Records drawn from a dataset:
Start of Block

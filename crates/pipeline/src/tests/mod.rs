//! Cross-module pipeline tests and the fakes they share.

pub(crate) mod fakes;
//! LLM provider implementations.

pub mod ollama;
pub mod openai;

pub use ollama::OllamaClient;
pub use openai::OpenAiClient;
//! Chat command handler.
//!
//! Reads questions from stdin, one per line, and keeps a transcript for the
//! lifetime of the session.

use super::{build_pipeline, print_notices};
use agriclimate_core::{config::AppConfig, AppResult};
use agriclimate_pipeline::{example_question, ChatSession, Pipeline, EXAMPLE_QUESTIONS};
use clap::Args;
use std::io::Write;
use tokio::io::{AsyncBufReadExt, BufReader};

const HELP: &str = "Commands: /examples, /example N, /history, /clear, /quit";

/// Interactive question session
#[derive(Args, Debug)]
pub struct ChatCommand {}

/// One line of chat input.
#[derive(Debug, PartialEq, Eq)]
enum ChatInput {
    Question(String),
    Examples,
    Example(usize),
    History,
    Clear,
    Help,
    Quit,
    Empty,
    Unknown(String),
}

impl ChatInput {
    fn parse(line: &str) -> Self {
        let line = line.trim();
        if line.is_empty() {
            return Self::Empty;
        }
        if !line.starts_with('/') {
            return Self::Question(line.to_string());
        }

        let mut parts = line.split_whitespace();
        match (parts.next(), parts.next()) {
            (Some("/examples"), None) => Self::Examples,
            (Some("/example"), Some(n)) => match n.parse() {
                Ok(n) => Self::Example(n),
                Err(_) => Self::Unknown(line.to_string()),
            },
            (Some("/history"), None) => Self::History,
            (Some("/clear"), None) => Self::Clear,
            (Some("/help"), None) => Self::Help,
            (Some("/quit") | Some("/exit"), None) => Self::Quit,
            _ => Self::Unknown(line.to_string()),
        }
    }
}

impl ChatCommand {
    pub async fn execute(&self, config: &AppConfig, quiet: bool) -> AppResult<()> {
        tracing::info!("Executing chat command");

        let pipeline = build_pipeline(config, quiet)?;
        let mut session = ChatSession::new();

        println!("Ask about Indian agriculture and climate data. {}", HELP);

        let mut lines = BufReader::new(tokio::io::stdin()).lines();
        loop {
            print!("> ");
            std::io::stdout().flush()?;

            let Some(line) = lines.next_line().await? else {
                break;
            };

            match ChatInput::parse(&line) {
                ChatInput::Question(question) => {
                    answer(&pipeline, &mut session, &question).await;
                }
                ChatInput::Example(n) => match example_question(n) {
                    Some(question) => {
                        println!("{}", question);
                        answer(&pipeline, &mut session, question).await;
                    }
                    None => eprintln!(
                        "No example {}; choose 1-{}",
                        n,
                        EXAMPLE_QUESTIONS.len()
                    ),
                },
                ChatInput::Examples => {
                    for (i, question) in EXAMPLE_QUESTIONS.iter().enumerate() {
                        println!("{}. {}", i + 1, question);
                    }
                }
                ChatInput::History => {
                    if session.transcript().is_empty() {
                        println!("(no messages yet)");
                    }
                    for turn in session.transcript().turns() {
                        println!("{}: {}\n", turn.role, turn.content);
                    }
                }
                ChatInput::Clear => {
                    session.clear();
                    println!("Chat history cleared");
                }
                ChatInput::Help => println!("{}", HELP),
                ChatInput::Quit => break,
                ChatInput::Empty => {}
                ChatInput::Unknown(input) => eprintln!("Unknown command: {}. {}", input, HELP),
            }
        }

        tracing::info!("Chat ended after {} turns", session.transcript().len());

        Ok(())
    }
}

async fn answer(pipeline: &Pipeline, session: &mut ChatSession, question: &str) {
    let outcome = session.ask(pipeline, question).await;
    print_notices(&outcome);
    println!("\n{}\n", outcome.answer);
}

End of Block

The problem:
Pull out every line of the entries that includes the word "ChatInput".

Your response:
enum ChatInput {
impl ChatInput {
            match ChatInput::parse(&line) {
                ChatInput::Question(question) => {
                ChatInput::Example(n) => match example_question(n) {
                ChatInput::Examples => {
                ChatInput::History => {
                ChatInput::Clear => {
                ChatInput::Help => println!("{}", HELP),
                ChatInput::Quit => break,
                ChatInput::Empty => {}
                ChatInput::Unknown(input) => eprintln!("Unknown command: {}. {}", input, HELP),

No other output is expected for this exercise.